EXERCISE INSTRUCTIONS: All lines in the data that hold the word "viewer" need copying.

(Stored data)
-=-=-

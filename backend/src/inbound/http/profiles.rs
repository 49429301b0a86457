//! Author profile and follow handlers.
//!
//! ```text
//! GET  /profile/{username}/           author feed with follow state
//! POST /profile/{username}/follow     create follow edge, idempotent
//! POST /profile/{username}/unfollow   delete follow edge, idempotent
//! ```
//!
//! Follow and unfollow always end in a redirect to the target's profile,
//! whatever happened: created, already present, removed, absent, or a
//! self-follow that was dropped.

use actix_web::{HttpResponse, get, post, web};

use crate::domain::{Error, Username};
use crate::inbound::http::schemas::ProfileResponse;
use crate::inbound::http::session::SessionContext;
use crate::inbound::http::state::HttpState;
use crate::inbound::http::{ApiResult, PageQuery, profile_path, redirect_to, redirect_to_login};

fn parse_username(raw: &str) -> Result<Username, Error> {
    // A string that cannot be a username names nobody.
    Username::new(raw).map_err(|_| Error::not_found("user not found"))
}

/// Author profile: their posts, post count, and the viewer's follow state.
#[utoipa::path(
    get,
    path = "/profile/{username}/",
    responses(
        (status = 200, description = "Profile page", body = ProfileResponse),
        (status = 404, description = "Unknown user", body = Error)
    ),
    tags = ["profiles"],
    operation_id = "profile"
)]
#[get("/profile/{username}/")]
pub async fn profile(
    state: web::Data<HttpState>,
    session: SessionContext,
    path: web::Path<String>,
    query: web::Query<PageQuery>,
) -> ApiResult<HttpResponse> {
    let username = parse_username(&path.into_inner())?;
    let viewer = session.user_id()?;
    let view = state
        .feeds
        .profile_feed(&username, viewer.as_ref(), query.page())
        .await?;
    Ok(HttpResponse::Ok().json(ProfileResponse::from(view)))
}

/// Follow an author. Self-follows and duplicates are silent no-ops.
#[utoipa::path(
    post,
    path = "/profile/{username}/follow",
    responses(
        (status = 302, description = "Redirect to the target's profile"),
        (status = 404, description = "Unknown user", body = Error)
    ),
    tags = ["profiles"],
    operation_id = "profileFollow"
)]
#[post("/profile/{username}/follow")]
pub async fn profile_follow(
    state: web::Data<HttpState>,
    session: SessionContext,
    path: web::Path<String>,
) -> ApiResult<HttpResponse> {
    let Some(user) = session.user_id()? else {
        return Ok(redirect_to_login());
    };
    let username = parse_username(&path.into_inner())?;
    state.follows.follow(&user, &username).await?;
    Ok(redirect_to(&profile_path(&username)))
}

/// Unfollow an author. Unfollowing a non-edge is a silent no-op.
#[utoipa::path(
    post,
    path = "/profile/{username}/unfollow",
    responses(
        (status = 302, description = "Redirect to the target's profile"),
        (status = 404, description = "Unknown user", body = Error)
    ),
    tags = ["profiles"],
    operation_id = "profileUnfollow"
)]
#[post("/profile/{username}/unfollow")]
pub async fn profile_unfollow(
    state: web::Data<HttpState>,
    session: SessionContext,
    path: web::Path<String>,
) -> ApiResult<HttpResponse> {
    let Some(user) = session.user_id()? else {
        return Ok(redirect_to_login());
    };
    let username = parse_username(&path.into_inner())?;
    state.follows.unfollow(&user, &username).await?;
    Ok(redirect_to(&profile_path(&username)))
}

-=-=-

OUTPUT OF THE EXERCISE:
/// Author profile: their posts, post count, and the viewer's follow state.
    let viewer = session.user_id()?;
        .profile_feed(&username, viewer.as_ref(), query.page())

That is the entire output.